Absolument, car je pense que c’est nous qui avons les bonnes idées. Pourquoi les gens veulent-ils tous venir dans nos démocraties ? Parce qu’elles sont fondamentalement libres et libérales. Et parce qu’on peut y vivre sa vie plus ou moins comme on le veut, à condition de ne faire de mal à personne. Parce qu’on peut s’y exprimer comme on le souhaite et que, dans ces sociétés, on a plus de chances de promouvoir l’innovation et le génie. Je le pense. Les gens intelligents ont plus de chances de vouloir y aller, les enfants en ascension sociale d’entrer à l’université dans ces sociétés. C’est particulièrement vrai aux Etats-Unis, où je viens de passer un peu de temps ! On parlait de nivellement par le haut : toutes les grandes villes, tous les Etats ont une grosse activité dans la tech ou une grande université, et je pense que le siècle à venir, le temps de nos enfants et petits-enfants, aura toujours les Etats-Unis comme locomotive.

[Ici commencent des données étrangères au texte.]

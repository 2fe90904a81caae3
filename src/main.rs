use std::sync::Arc;

use anyhow::Context;
use study_reminder::{
    appsettings::AppSettings,
    clock::{Clock, DayWatcher, SystemClock},
    notification::DesktopNotifier,
    relay::AssetCache,
    service::{RelayOptions, ReminderService, ServiceDependencies},
    speech::{EspeakPlatform, NoWakeLock, NullSpeechPlatform, SpeechPlatform},
    storage::{DailyStats, InMemoryStore, JsonFileStore, KeyValueStore, StudyStore},
};

fn init_logging() {
    let filter = std::env::var("RUST_LOG").unwrap_or_else(|_| "info".to_owned());
    pretty_env_logger::formatted_timed_builder()
        .parse_filters(&filter)
        .init();
}

async fn open_store(settings: &AppSettings) -> Arc<dyn KeyValueStore> {
    match JsonFileStore::open(&settings.storage.path).await {
        Ok(store) => Arc::new(store),
        Err(error) => {
            log::warn!(
                "Cannot open storage {}: {error}; nothing will be kept after exit",
                settings.storage.path.display()
            );
            Arc::new(InMemoryStore::new())
        }
    }
}

fn relay_options(settings: &AppSettings) -> Option<RelayOptions> {
    let background = &settings.background;
    if !background.enabled {
        log::info!("Background relay disabled by configuration");
        return None;
    }

    Some(RelayOptions {
        heartbeat_interval: background.heartbeat_interval(),
        cache_timeout: background.cache_timeout(),
        asset_cache: background.asset_dir.as_ref().map(|asset_dir| {
            AssetCache::new(
                background.cache_dir.clone(),
                background.cache_version.clone(),
                asset_dir.clone(),
                background.assets.clone(),
            )
        }),
    })
}

async fn resync_day(service: &ReminderService, study: &StudyStore, date: chrono::NaiveDate) {
    let plans = study.plans_for(date).await;
    let stats = DailyStats::from_plans(&plans);
    log::info!(
        "Plans for {date}: {} plans, {}% mastered, {}/{} points",
        stats.total_plans,
        stats.completion_rate,
        stats.earned_points,
        stats.total_points
    );
    service.resync_plans(plans, date).await;
}

#[tokio::main]
async fn main() -> anyhow::Result<()> {
    if let Err(error) = dotenvy::dotenv() {
        if !error.not_found() {
            eprintln!("Ignoring unreadable .env file: {error}");
        }
    }
    init_logging();

    let settings = AppSettings::load().context("Failed to load appsettings")?;
    log::info!("Starting study reminders in {}", settings.timezone);

    let clock: Arc<dyn Clock> = Arc::new(SystemClock::new(settings.timezone));
    let store = open_store(&settings).await;
    let platform: Arc<dyn SpeechPlatform> = if settings.speech.enabled {
        Arc::new(EspeakPlatform::new(settings.speech.program.clone()))
    } else {
        Arc::new(NullSpeechPlatform)
    };

    let service = ReminderService::new(ServiceDependencies {
        store: Arc::clone(&store),
        clock: Arc::clone(&clock),
        platform,
        notifier: Arc::new(DesktopNotifier::new(
            settings.notifications.enabled,
            settings.notifications.app_name.clone(),
        )),
        wake_lock: Arc::new(NoWakeLock),
        language: settings.speech.language.clone(),
        relay: relay_options(&settings),
    });
    service.initialize().await?;

    let study = StudyStore::new(store);
    let date = study
        .take_selected_date()
        .await
        .unwrap_or_else(|| clock.today());
    resync_day(&service, &study, date).await;

    let mut day = DayWatcher::new(Arc::clone(&clock), clock.today());
    loop {
        tokio::select! {
            result = tokio::signal::ctrl_c() => {
                if let Err(error) = result {
                    log::error!("Cannot listen for Ctrl-C: {error}");
                }
                break;
            }
            today = day.changed() => {
                log::info!("Day changed to {today}, resyncing reminders");
                resync_day(&service, &study, today).await;
            }
        }
    }

    log::info!("Shutting down");
    service.shutdown().await;
    Ok(())
}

Mais pour que cela donne les meilleurs résultats, nous devons être forts. Nous devons reconnaître les menaces, et si nous voulons éviter d’autres conflits dans la zone euro-atlantique, éviter que Poutine en fasse davantage à nos frontières en Europe, que ce soit dans les Etats baltes ou ailleurs ; éviter les conflits dans les mers de Chine du Sud, avec la Chine et Taïwan. Il nous faut revenir au point de départ de cette conversation : nous devons être fermes à propos de l’Ukraine. Les Ukrainiens doivent absolument gagner.

[*] Les mots en italiques sont en français dans le texte.

Indomptable, par Boris Johnson. Trad. de l’anglais (Royaume-Uni) par Odile Demange, Christel Gaillard-Paris, Renaud Morin, Florence Noblet et Pierre Reignier. Stock, 740 p., 29,90 €. Parution le 14 novembre.